*Work instruction:* Where does the string "high" occur in the entries below? Copy every line where it does.

[Saved entries]
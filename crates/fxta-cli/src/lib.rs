//! fxta CLI library
//!
//! Exposes the CLI components for testing and reuse.

pub mod app;
pub mod args;
pub mod config;
pub mod csv_parser;
pub mod csv_writer;
pub mod error;
pub mod mock_feed;

pub use error::{CliError, Result};
//! Performance benchmarks for fxta indicators.
//!
//! Run with: `cargo bench -p fxta`
//!
//! Windowed indicators re-sum their window at every position, so cost grows
//! with `n × period`; the sizes below cover a dashboard's typical history
//! lengths.

use criterion::{black_box, criterion_group, criterion_main, BenchmarkId, Criterion, Throughput};
use fxta::batch::BatchProcessor;
use fxta::indicators::{atr, bollinger, cci, ema, ichimoku, macd, mfi, rsi, sar, sma, stochastic, vwap};
use fxta::plan::{DirectExecutor, IndicatorKind, IndicatorRequest, MemoizedExecutor};
use fxta::{Candle, EngineConfig};
use rand::{Rng, SeedableRng};
use rand_chacha::ChaCha8Rng;

/// Seeded random-walk candles around EUR/USD.
fn generate_candles(size: usize) -> Vec<Candle> {
    let mut rng = ChaCha8Rng::seed_from_u64(42);
    let mut price = 1.0850;
    (0..size)
        .map(|i| {
            let open = price;
            price += (rng.random::<f64>() - 0.5) * 0.002;
            let close = price;
            let high = open.max(close) + rng.random::<f64>() * 0.0005;
            let low = open.min(close) - rng.random::<f64>() * 0.0005;
            let volume = rng.random_range(1_000.0..11_000.0);
            Candle::new(i as i64 * 60, open, high, low, close, volume)
        })
        .collect()
}

fn columns(candles: &[Candle]) -> (Vec<f64>, Vec<f64>, Vec<f64>, Vec<f64>) {
    (
        candles.iter().map(|c| c.high).collect(),
        candles.iter().map(|c| c.low).collect(),
        candles.iter().map(|c| c.close).collect(),
        candles.iter().map(|c| c.volume).collect(),
    )
}

// Standard sizes for benchmarking
const SIZES: &[usize] = &[100, 1_000, 10_000];

fn bench_single_series(c: &mut Criterion) {
    let mut group = c.benchmark_group("single_series");
    for &size in SIZES {
        let (_, _, close, _) = columns(&generate_candles(size));
        group.throughput(Throughput::Elements(size as u64));
        group.bench_with_input(BenchmarkId::new("sma20", size), &close, |b, data| {
            b.iter(|| sma(black_box(data), black_box(20)));
        });
        group.bench_with_input(BenchmarkId::new("ema12", size), &close, |b, data| {
            b.iter(|| ema(black_box(data), black_box(12)));
        });
        group.bench_with_input(BenchmarkId::new("rsi14", size), &close, |b, data| {
            b.iter(|| rsi(black_box(data), black_box(14)));
        });
        group.bench_with_input(BenchmarkId::new("bollinger20", size), &close, |b, data| {
            b.iter(|| bollinger(black_box(data), black_box(20), black_box(2.0)));
        });
        group.bench_with_input(BenchmarkId::new("macd", size), &close, |b, data| {
            b.iter(|| macd(black_box(data), 12, 26, 9));
        });
    }
    group.finish();
}

fn bench_ohlcv(c: &mut Criterion) {
    let mut group = c.benchmark_group("ohlcv");
    for &size in SIZES {
        let data = columns(&generate_candles(size));
        group.throughput(Throughput::Elements(size as u64));
        group.bench_with_input(BenchmarkId::new("atr14", size), &data, |b, (h, l, c, _)| {
            b.iter(|| atr(black_box(h), black_box(l), black_box(c), 14));
        });
        group.bench_with_input(BenchmarkId::new("stochastic", size), &data, |b, (h, l, c, _)| {
            b.iter(|| stochastic(black_box(h), black_box(l), black_box(c), 14, 3));
        });
        group.bench_with_input(BenchmarkId::new("cci20", size), &data, |b, (h, l, c, _)| {
            b.iter(|| cci(black_box(h), black_box(l), black_box(c), 20));
        });
        group.bench_with_input(BenchmarkId::new("ichimoku", size), &data, |b, (h, l, c, _)| {
            b.iter(|| ichimoku(black_box(h), black_box(l), black_box(c), 9, 26, 52));
        });
        group.bench_with_input(BenchmarkId::new("sar", size), &data, |b, (h, l, _, _)| {
            b.iter(|| sar(black_box(h), black_box(l), 0.02, 0.02, 0.2));
        });
        group.bench_with_input(BenchmarkId::new("mfi14", size), &data, |b, (h, l, c, v)| {
            b.iter(|| mfi(black_box(h), black_box(l), black_box(c), black_box(v), 14));
        });
        group.bench_with_input(BenchmarkId::new("vwap", size), &data, |b, (h, l, c, v)| {
            b.iter(|| vwap(black_box(h), black_box(l), black_box(c), black_box(v)));
        });
    }
    group.finish();
}

fn bench_engine(c: &mut Criterion) {
    let requests: Vec<IndicatorRequest> = IndicatorKind::ALL
        .into_iter()
        .map(|kind| IndicatorRequest::new(kind.id()))
        .collect();

    let mut group = c.benchmark_group("engine_all_indicators");
    for &size in SIZES {
        let candles = generate_candles(size);
        group.throughput(Throughput::Elements(size as u64));

        let direct = DirectExecutor::new(EngineConfig::default());
        group.bench_with_input(BenchmarkId::new("direct", size), &candles, |b, candles| {
            b.iter(|| direct.execute(black_box(candles), &requests));
        });

        let batch = BatchProcessor::new(EngineConfig::default());
        group.bench_with_input(BenchmarkId::new("batch", size), &candles, |b, candles| {
            b.iter(|| batch.execute(black_box(candles), &requests));
        });

        let mut memo = MemoizedExecutor::new(EngineConfig::default());
        group.bench_with_input(BenchmarkId::new("memoized_hit", size), &candles, |b, candles| {
            b.iter(|| memo.execute(black_box(candles), &requests).map(|set| set.len()));
        });
    }
    group.finish();
}

criterion_group!(benches, bench_single_series, bench_ohlcv, bench_engine);
criterion_main!(benches);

*Exercise response:*
            let high = open.max(close) + rng.random::<f64>() * 0.0005;
            Candle::new(i as i64 * 60, open, high, low, close, volume)
        candles.iter().map(|c| c.high).collect(),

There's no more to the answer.